JTAY97 wrote: ↑Tue Jan 02, 2024 9:33 pm
Thanks for the reply dude I really appreciate it!
I’m finding it hard to come to the terms that I gotta have a cluster of just 3-4 exercises on TB fighter in comparison to the conjugate routine I’ve been following.
I’ve been told that I need to get used to higher reps and volume work in the gym and over time it won’t make me feel wrecked.
A typical ME Upper day atm looks like:
ME Bench Variant - Work to a 1RM
DB Bench 3x10
Inverted Row 3x1RIR
Accessory Shoulder 3x12-15
Accessory Arms 3x12-15
I’ve heard that people tend to recover better from higher reps than heavy reps and the body doesn’t feel as beat up.
Not feeling fucked on the mats is my main priority aswel as reducing my risk of injury!
I have TB 2-3 but honestly not read them.
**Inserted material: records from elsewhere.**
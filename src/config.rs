use std::time::Duration;

pub mod constant {
    pub(crate) const DEPOT_NAME: &str = "Home";
    pub(crate) const EARTH_RADIUS_MILES: f64 = 3958.8;
    pub(crate) const TRAVEL_RATE_PER_MILE: f64 = 0.5;
    pub(crate) const SOLVER_TIME_BUDGET_MS: u64 = 5_000;
    pub(crate) const EXACT_ROUTE_MAX_STOPS: usize = 12;
    pub(crate) const MAX_REQUESTED_UNITS: u32 = 1_000_000;
    pub(crate) const PER_VISIT_MAX_VENDORS: usize = 20;
    pub(crate) const PLAN_CSV_PATH: &str = "trip_plan.csv";
}

/// How the depot-to-vendor travel surcharge enters the objective.
///
/// `PerUnit` folds the surcharge into every unit bought at the vendor, which
/// double-counts travel proportionally to quantity. That is the historical
/// cost model and stays the default. `PerVisit` charges the surcharge once
/// per vendor that actually appears in the plan.
#[derive(Debug, Clone, Copy, PartialEq, Eq, Default)]
pub enum TravelChargeMode {
    #[default]
    PerUnit,
    PerVisit,
}

#[derive(Debug, Clone)]
pub struct PlannerConfig {
    pub travel_rate: f64,
    pub travel_charge: TravelChargeMode,
    pub solver_time_budget: Duration,
    pub exact_route_max_stops: usize,
}

impl Default for PlannerConfig {
    fn default() -> Self {
        PlannerConfig {
            travel_rate: constant::TRAVEL_RATE_PER_MILE,
            travel_charge: TravelChargeMode::default(),
            solver_time_budget: Duration::from_millis(constant::SOLVER_TIME_BUDGET_MS),
            exact_route_max_stops: constant::EXACT_ROUTE_MAX_STOPS,
        }
    }
}
use std::error::Error;

use colored::Colorize;
use csv::Writer;

use crate::domain::plan::TripPlan;

/// Print the purchase lines, per-vendor spend, and tour to the console.
pub fn print_plan(trip: &TripPlan) {
    println!("\nAmounts to buy (in number of units):");
    for row in &trip.rows {
        println!(
            "{} - {}: {} units, {} container, Total Cost: ${:.2}, Travel Distance: {:.2} miles, Fluid Ounces per Unit: {:.2} oz",
            row.vendor,
            row.package,
            row.units,
            row.container,
            row.subtotal,
            row.depot_distance,
            row.fl_oz_per_unit
        );
    }

    for spend in &trip.vendor_spend {
        if spend.shipping.is_some() {
            println!(
                "Total cost for {} including shipping: ${:.2}",
                spend.vendor,
                spend.total()
            );
        }
    }

    println!(
        "{}",
        format_args!(
            "Total blended cost for {} units: ${:.2}",
            trip.allocation.requested_units, trip.allocation.total_cost
        )
        .to_string()
        .green()
    );

    match &trip.tour {
        Some(tour) => {
            println!("\nOptimized route for visiting multiple stores:");
            println!("Route:");
            println!(" {}", tour.stops.join(" -> "));
            println!("Distance of the route: {:.2} miles", tour.total_distance);
            if !tour.exact {
                println!(
                    "{}",
                    "Route found heuristically, a shorter ordering may exist.".yellow()
                );
            }
        }
        None => {
            println!(
                "{}",
                "\nAll purchases from one stop, no route needed.".yellow()
            );
        }
    }
}

/// Write the purchase rows to a CSV file.
pub fn save_plan_to_csv(trip: &TripPlan, filename: &str) -> Result<(), Box<dyn Error>> {
    let mut wtr = Writer::from_path(filename)?;

    wtr.write_record([
        "vendor",
        "package",
        "quantity",
        "units",
        "container",
        "subtotal",
        "depot_distance_miles",
        "fl_oz_per_unit",
    ])?;

    for row in &trip.rows {
        wtr.write_record([
            row.vendor.clone(),
            row.package.clone(),
            row.quantity.to_string(),
            row.units.to_string(),
            row.container.to_string(),
            format!("{:.2}", row.subtotal),
            format!("{:.2}", row.depot_distance),
            format!("{:.2}", row.fl_oz_per_unit),
        ])?;
    }

    wtr.flush()?;
    Ok(())
}
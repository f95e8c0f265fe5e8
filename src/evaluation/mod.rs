pub mod cost;
pub mod spend;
I’m going to read them asap/
Could you also tell me what sort of numbers base building and fighter produced?
I’m wondering if just 3-5 reps on the main lifts would work better than higher rep work as my matches are typically 8-10 mins long.
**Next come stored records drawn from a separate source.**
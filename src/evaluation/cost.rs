use tracing::debug;

use crate::config::{PlannerConfig, TravelChargeMode};
use crate::domain::plan::CostEntry;
use crate::domain::types::Catalog;
use crate::error::PlanError;

pub fn travel_surcharge(depot_distance: f64, travel_rate: f64) -> f64 {
    depot_distance * travel_rate
}

/// Blended per-unit cost: sticker price plus surcharges, split across the
/// units in the package, weighted by the container preference.
pub fn unit_cost(price: f64, travel: f64, shipping: f64, unit_count: u32, preference: f64) -> f64 {
    (price + travel + shipping) / unit_count as f64 * preference
}

/// Derive a cost entry for every (vendor, package) pair in catalog order.
///
/// Under `PerUnit` travel charging, the vendor's travel surcharge is folded
/// into each unit's cost, so travel is effectively paid once per unit bought
/// there. `PerVisit` leaves it out here and the allocation solver charges it
/// once per visited vendor instead. The shipping surcharge is evaluated
/// against the package's own sticker price at this stage; plan reporting
/// re-applies the rule to the vendor subtotal.
pub fn build_cost_table(
    catalog: &Catalog,
    config: &PlannerConfig,
    depot_distances: &[f64],
) -> Result<Vec<CostEntry>, PlanError> {
    let mut entries = Vec::new();

    for (vendor_idx, vendor) in catalog.vendors.iter().enumerate() {
        let travel = match config.travel_charge {
            TravelChargeMode::PerUnit => {
                travel_surcharge(depot_distances[vendor_idx], config.travel_rate)
            }
            TravelChargeMode::PerVisit => 0.0,
        };

        for (package_idx, package) in vendor.packages.iter().enumerate() {
            let preference = catalog.preference(&package.container).ok_or_else(|| {
                PlanError::Configuration(format!(
                    "package '{}' at '{}' uses container '{}' which has no preference entry",
                    package.id, vendor.name, package.container
                ))
            })?;
            let shipping = vendor
                .shipping
                .as_ref()
                .map(|rule| rule.surcharge(package.price))
                .unwrap_or(0.0);
            let cost = unit_cost(package.price, travel, shipping, package.unit_count, preference);

            debug!(
                "{} / {}: unit cost {:.4} (travel {:.4}, shipping {:.2})",
                vendor.name, package.id, cost, travel, shipping
            );

            entries.push(CostEntry {
                vendor: vendor_idx,
                package: package_idx,
                unit_count: package.unit_count,
                unit_cost: cost,
            });
        }
    }

    Ok(entries)
}

#[cfg(test)]
mod tests {
    use super::*;
    use crate::fixtures::demo::demo_catalog;

    fn travel_free_config() -> PlannerConfig {
        PlannerConfig {
            travel_rate: 0.0,
            ..PlannerConfig::default()
        }
    }

    fn entry_for(entries: &[CostEntry], vendor: usize, package: usize) -> CostEntry {
        *entries
            .iter()
            .find(|e| e.vendor == vendor && e.package == package)
            .unwrap()
    }

    #[test]
    fn blended_formula_matches_hand_computation() {
        // (price + travel + shipping) / units * preference
        assert!((unit_cost(9.29, 0.0, 10.0, 10, 1.0) - 1.929).abs() < 1e-12);
        assert!((unit_cost(32.99, 0.0, 0.0, 24, 2.0) - 32.99 / 24.0 * 2.0).abs() < 1e-12);
    }

    #[test]
    fn demo_catalog_yields_one_entry_per_package() {
        let catalog = demo_catalog();
        let distances = vec![0.0; catalog.vendors.len()];
        let entries = build_cost_table(&catalog, &PlannerConfig::default(), &distances).unwrap();
        let package_count: usize = catalog.vendors.iter().map(|v| v.packages.len()).sum();
        assert_eq!(entries.len(), package_count);
        assert_eq!(entries.len(), 10);
    }

    #[test]
    fn threshold_shipping_is_folded_into_unit_costs() {
        let catalog = demo_catalog();
        let distances = vec![0.0; catalog.vendors.len()];
        let entries = build_cost_table(&catalog, &travel_free_config(), &distances).unwrap();

        // Cardenas 10-pack is under the $80 threshold, so the $10 fee applies.
        let cardenas_cans = entry_for(&entries, 0, 0);
        assert!((cardenas_cans.unit_cost - (9.29 + 10.0) / 10.0).abs() < 1e-12);

        // 7-Eleven charges its flat fee regardless; plastic multiplies by 1.5.
        let big_gulp = entry_for(&entries, 5, 1);
        assert!((big_gulp.unit_cost - (2.29 + 9.55) * 1.5).abs() < 1e-12);
    }

    #[test]
    fn vendors_without_rules_pay_no_shipping() {
        let catalog = demo_catalog();
        let distances = vec![0.0; catalog.vendors.len()];
        let entries = build_cost_table(&catalog, &travel_free_config(), &distances).unwrap();

        let vending_can = entry_for(&entries, 4, 0);
        assert!((vending_can.unit_cost - 1.35).abs() < 1e-12);
    }

    #[test]
    fn per_unit_travel_raises_costs_with_distance() {
        let catalog = demo_catalog();
        let mut distances = vec![0.0; catalog.vendors.len()];
        distances[4] = 2.0; // Vending, rate 0.5 -> surcharge 1.0 per package

        let entries = build_cost_table(&catalog, &PlannerConfig::default(), &distances).unwrap();
        let vending_can = entry_for(&entries, 4, 0);
        assert!((vending_can.unit_cost - (1.35 + 1.0)).abs() < 1e-12);
    }

    #[test]
    fn per_visit_mode_leaves_travel_out_of_unit_costs() {
        let catalog = demo_catalog();
        let mut distances = vec![0.0; catalog.vendors.len()];
        distances[4] = 2.0;

        let config = PlannerConfig {
            travel_charge: crate::config::TravelChargeMode::PerVisit,
            ..PlannerConfig::default()
        };
        let entries = build_cost_table(&catalog, &config, &distances).unwrap();
        let vending_can = entry_for(&entries, 4, 0);
        assert!((vending_can.unit_cost - 1.35).abs() < 1e-12);
    }

    #[test]
    fn cost_per_package_scales_unit_cost() {
        let entry = CostEntry {
            vendor: 0,
            package: 0,
            unit_count: 12,
            unit_cost: 0.5,
        };
        assert!((entry.cost_per_package() - 6.0).abs() < 1e-12);
    }
}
I know a lot of high level grapplers train like bodybuilders (Gordon Ryan / Nicky rod etc) but others who do all low reps howveer it seems these two are stronger than most in the sport.
Also would fighter be suitable even if ‘base building’ hasn’t been followed as I’m unsure what that means.
Sorry i should have read the book first.
The book really does cover why this type of approach works well with other competing demands better than I can. I can just give my personal experiences.
I started on TB during the military to progress my strength whilst having to deal with unit PT. I got enough variety from the other randomness and less volume worked well for me. I was only just getting back into BJJ after an 8 year break. I ran base building and ran Operator as my main cluster. I was only training BJJ 2x a week at this time.
I transitioned into Law enforcement and have complete freedom over my training. I do between 5-7 skill sessions a week between striking, grappling and MMA. I have had some decent injuries from my careers.
I am of the opinion that sport training, in this case BJJ, will take care of most of your sport specific conditioning work. Any training on top of those sessions should be to prevent injuries and improve your general all round fitness to allow you to do more skill work. I want to be strong enough and conditioned enough that I can make it onto the mats more often.
The training session you posted is focused on improving your benchpress 1RM. I don't care what I can bench in the grand scheme of things, I am just benching because it builds upper body strength. There is nothing wrong with assistance work if you need it, but it's called that for a reason. It's to assist your main lifts.
There is more to Tactical Barbell than just doing sets of 3-5 reps. My guess is you have seen the program written up by someone who wrote a reddit or blog post about it. I like the way Tactical barbell is programmed because I don't see the point of burning myself out on a heap of assistance exercises when I can just put more effort into my main lifts and gain strength and muscle that way. The heavier sets of 5 won't be an issue recovery wise until you are hitting advanced lifting numbers, you will probably find you feel amazing because you don't have all the extra volume of the assistance exercises. You will lift heavier but feel fresher, I feel the best in the lower rep high intensity weeks because the volume is so low.
I do add some variety through my warmups to prehab some injuries. This circuit is similar to your assistance exercises and includes the kind of exercises people would usually use. I just keep it lighter and under 10 mins. It achieves the same thing but allows me to make my main cluster the actual focus of the session.
Basebuilding is a period where you take the time to build your aerobic system and set yourself up to be able to train more frequently in the future. TB 2 covers it in detail, but you are taking a period to prepare yourself for future training. Long steady state runs and strength/endurance sessions to be able to do more in the future.
In terms of high level grapplers doing bodybuilder sessions, that's because they don't have jobs and take certain supplements I am not willing to take. In the end they win because of their skill as opposed to their strength and conditioning routines. Both of those guys you mentioned are extremely unhealthy as a heads up. Gordon can't train half the time which matches up with when he started taking massive doses of PEDs and Nicky Rod had to revamp his entire diet after getting blood tests done because he major issues in his biomarkers. Both have achieved more than I ever will in grappling.
Fighter is just a strength program within the TB system. Go and read the books and most of your questions will be answered. You already own them, so there is no excuse.